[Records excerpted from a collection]
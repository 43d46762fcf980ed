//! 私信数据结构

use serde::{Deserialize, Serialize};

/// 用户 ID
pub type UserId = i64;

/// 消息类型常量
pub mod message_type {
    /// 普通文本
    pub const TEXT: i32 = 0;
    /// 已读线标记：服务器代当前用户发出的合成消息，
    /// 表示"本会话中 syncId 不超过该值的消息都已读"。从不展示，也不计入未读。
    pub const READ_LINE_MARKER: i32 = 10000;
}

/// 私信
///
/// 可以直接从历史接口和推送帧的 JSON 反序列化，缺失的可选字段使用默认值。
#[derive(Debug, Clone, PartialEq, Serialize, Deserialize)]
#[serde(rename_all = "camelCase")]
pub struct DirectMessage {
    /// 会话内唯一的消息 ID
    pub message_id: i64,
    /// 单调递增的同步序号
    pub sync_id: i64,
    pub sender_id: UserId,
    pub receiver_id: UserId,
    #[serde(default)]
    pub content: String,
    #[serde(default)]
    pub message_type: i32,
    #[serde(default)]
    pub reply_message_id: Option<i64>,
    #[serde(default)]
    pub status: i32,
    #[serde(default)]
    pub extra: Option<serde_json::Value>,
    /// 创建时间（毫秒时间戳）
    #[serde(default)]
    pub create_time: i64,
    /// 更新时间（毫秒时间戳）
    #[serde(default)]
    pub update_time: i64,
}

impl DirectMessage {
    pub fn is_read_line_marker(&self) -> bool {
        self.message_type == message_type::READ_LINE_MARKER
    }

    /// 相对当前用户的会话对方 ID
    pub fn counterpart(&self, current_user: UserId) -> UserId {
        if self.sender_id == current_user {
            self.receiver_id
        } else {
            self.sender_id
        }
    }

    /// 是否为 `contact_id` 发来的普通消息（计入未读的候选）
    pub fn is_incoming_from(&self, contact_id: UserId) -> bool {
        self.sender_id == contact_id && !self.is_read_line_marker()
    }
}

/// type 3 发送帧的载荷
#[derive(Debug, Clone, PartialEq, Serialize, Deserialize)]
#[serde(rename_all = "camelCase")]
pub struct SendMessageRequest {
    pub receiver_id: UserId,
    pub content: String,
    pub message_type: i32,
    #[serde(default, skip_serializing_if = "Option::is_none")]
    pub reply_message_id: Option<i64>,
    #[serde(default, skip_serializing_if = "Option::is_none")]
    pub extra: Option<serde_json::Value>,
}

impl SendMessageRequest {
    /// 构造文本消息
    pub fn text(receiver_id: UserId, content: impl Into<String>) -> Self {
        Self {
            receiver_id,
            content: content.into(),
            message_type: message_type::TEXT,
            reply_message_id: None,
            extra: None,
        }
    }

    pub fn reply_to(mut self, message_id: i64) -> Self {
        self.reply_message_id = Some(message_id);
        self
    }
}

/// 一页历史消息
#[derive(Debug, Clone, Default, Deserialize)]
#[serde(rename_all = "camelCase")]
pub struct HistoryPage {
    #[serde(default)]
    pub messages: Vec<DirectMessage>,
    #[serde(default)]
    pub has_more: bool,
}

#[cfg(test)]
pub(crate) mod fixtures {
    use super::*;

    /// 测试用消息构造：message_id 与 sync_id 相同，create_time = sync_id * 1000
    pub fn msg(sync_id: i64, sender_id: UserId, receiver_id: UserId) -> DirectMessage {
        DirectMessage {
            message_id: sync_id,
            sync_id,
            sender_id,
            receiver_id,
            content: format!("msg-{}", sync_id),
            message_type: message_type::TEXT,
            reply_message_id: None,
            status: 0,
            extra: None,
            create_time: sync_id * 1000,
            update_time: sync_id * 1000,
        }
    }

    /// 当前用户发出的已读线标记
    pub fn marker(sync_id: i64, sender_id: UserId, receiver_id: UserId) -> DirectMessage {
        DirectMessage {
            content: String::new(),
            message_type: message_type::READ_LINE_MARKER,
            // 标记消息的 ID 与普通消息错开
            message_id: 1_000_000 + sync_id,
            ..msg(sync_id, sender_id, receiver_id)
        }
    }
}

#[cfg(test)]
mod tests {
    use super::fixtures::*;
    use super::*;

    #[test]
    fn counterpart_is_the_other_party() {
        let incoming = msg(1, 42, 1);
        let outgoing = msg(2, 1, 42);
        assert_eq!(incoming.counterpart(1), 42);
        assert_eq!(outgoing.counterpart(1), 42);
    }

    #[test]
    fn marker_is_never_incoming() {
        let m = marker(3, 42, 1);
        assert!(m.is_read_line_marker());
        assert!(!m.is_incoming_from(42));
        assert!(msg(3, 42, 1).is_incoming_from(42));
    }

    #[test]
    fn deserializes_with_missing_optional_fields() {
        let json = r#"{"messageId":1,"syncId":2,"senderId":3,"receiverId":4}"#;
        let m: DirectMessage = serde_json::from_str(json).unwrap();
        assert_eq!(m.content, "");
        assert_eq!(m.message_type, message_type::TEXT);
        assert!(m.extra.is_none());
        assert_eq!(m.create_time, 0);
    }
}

--

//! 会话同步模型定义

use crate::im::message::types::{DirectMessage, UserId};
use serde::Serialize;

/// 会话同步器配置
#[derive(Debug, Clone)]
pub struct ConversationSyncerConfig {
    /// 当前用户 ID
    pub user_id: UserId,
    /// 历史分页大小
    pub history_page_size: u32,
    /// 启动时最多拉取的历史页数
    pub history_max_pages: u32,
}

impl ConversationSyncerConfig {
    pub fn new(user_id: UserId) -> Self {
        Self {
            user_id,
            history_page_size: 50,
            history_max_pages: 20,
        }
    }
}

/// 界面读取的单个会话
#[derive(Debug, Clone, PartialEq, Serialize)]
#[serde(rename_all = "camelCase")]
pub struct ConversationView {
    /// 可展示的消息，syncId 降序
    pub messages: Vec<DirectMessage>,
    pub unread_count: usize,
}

> **WORK REQUEST**: Look through the entries. Copy out each line with "bool" in it.

> **EXERCISE RESPONSE**:
    pub fn is_read_line_marker(&self) -> bool {
    pub fn is_incoming_from(&self, contact_id: UserId) -> bool {
    pub has_more: bool,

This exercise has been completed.